• **Raw data**:
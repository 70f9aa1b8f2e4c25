use bytemuck::{Pod, Zeroable};
use thiserror::Error;

mod context;
mod engine;
mod params;
mod readback;
mod stages;
mod targets;
mod viewport;

pub use context::{ContextOptions, GpuContext};
pub use engine::{DisplaySurface, EngineConfig, RetouchEngine, DEFAULT_BACKGROUND};
pub use params::{MaskPreviewSource, ParamsError, RetouchParameters, ViewMode};
pub use readback::{read_texture, CpuFrame};
pub use stages::{
    gaussian_weights, kernel_radius, BlurDirection, BlurUniforms, CompositeUniforms, MaskUniforms,
    ShaderStageSet, TransformUniforms, MAX_KERNEL_RADIUS, MIN_BLUR_SIGMA,
};
pub use targets::{RenderTarget, RenderTargetPool, Slot, TARGET_FORMAT};
pub use viewport::{export_transform, ViewportState, ViewportTransform, MAX_ZOOM, MIN_ZOOM, ZOOM_STEP};

#[derive(Debug, Error)]
pub enum RendererError {
    #[error("WGPU error: {0}")]
    Wgpu(#[from] wgpu::Error),
    #[error("No suitable GPU adapter found")]
    NoAdapter,
    #[error("Request device error: {0}")]
    RequestDevice(#[from] wgpu::RequestDeviceError),
    #[error("Buffer async error")]
    BufferAsync,
    #[error("Invalid dimensions: {0}")]
    InvalidDimensions(String),
    #[error("Render target allocation failed: {0}")]
    TargetAllocation(String),
    #[error("Shader compilation error: {0}")]
    ShaderCompilation(String),
}

#[repr(C)]
#[derive(Copy, Clone, Debug, Pod, Zeroable)]
struct Vertex {
    position: [f32; 2],
    tex_coords: [f32; 2],
}

// Texture v grows downwards so row 0 of an uploaded image lands at the top of
// the quad, matching wgpu's top-left framebuffer origin.
const QUAD_VERTICES: [Vertex; 4] = [
    Vertex {
        position: [-1.0, -1.0],
        tex_coords: [0.0, 1.0],
    },
    Vertex {
        position: [1.0, -1.0],
        tex_coords: [1.0, 1.0],
    },
    Vertex {
        position: [1.0, 1.0],
        tex_coords: [1.0, 0.0],
    },
    Vertex {
        position: [-1.0, 1.0],
        tex_coords: [0.0, 0.0],
    },
];

const QUAD_INDICES: [u16; 6] = [0, 1, 2, 2, 3, 0];

const QUAD_VERTEX_ATTRIBUTES: [wgpu::VertexAttribute; 2] = [
    wgpu::VertexAttribute {
        offset: 0,
        shader_location: 0,
        format: wgpu::VertexFormat::Float32x2,
    },
    wgpu::VertexAttribute {
        offset: std::mem::size_of::<[f32; 2]>() as u64,
        shader_location: 1,
        format: wgpu::VertexFormat::Float32x2,
    },
];

fn quad_vertex_layout() -> wgpu::VertexBufferLayout<'static> {
    wgpu::VertexBufferLayout {
        array_stride: std::mem::size_of::<Vertex>() as wgpu::BufferAddress,
        step_mode: wgpu::VertexStepMode::Vertex,
        attributes: &QUAD_VERTEX_ATTRIBUTES,
    }
}

fn align_to(value: u32, alignment: u32) -> u32 {
    if value == 0 {
        return alignment;
    }
    ((value + alignment - 1) / alignment) * alignment
}

#[cfg(test)]
pub(crate) mod test_support {
    use std::sync::Arc;

    use pollster::FutureExt;

    use crate::GpuContext;

    /// Headless device for GPU tests, or `None` when the machine has no adapter.
    pub fn init_context(test: &str) -> Option<GpuContext> {
        let instance = wgpu::Instance::default();
        let Some(adapter) = instance
            .request_adapter(&wgpu::RequestAdapterOptions {
                power_preference: wgpu::PowerPreference::HighPerformance,
                force_fallback_adapter: false,
                compatible_surface: None,
            })
            .block_on()
        else {
            eprintln!("skipping {test}: no GPU adapter available");
            return None;
        };

        let (device, queue) = adapter
            .request_device(
                &wgpu::DeviceDescriptor {
                    label: Some("retouch.test-device"),
                    required_features: wgpu::Features::empty(),
                    required_limits: wgpu::Limits::downlevel_defaults(),
                    memory_hints: wgpu::MemoryHints::Performance,
                },
                None,
            )
            .block_on()
            .expect("device");

        Some(GpuContext::from_device(Arc::new(device), Arc::new(queue)))
    }
}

• **Requirement**: Nothing but a number is wanted here: please count the lines in the entries above that include the word "offset".

• **Output of the task**: 2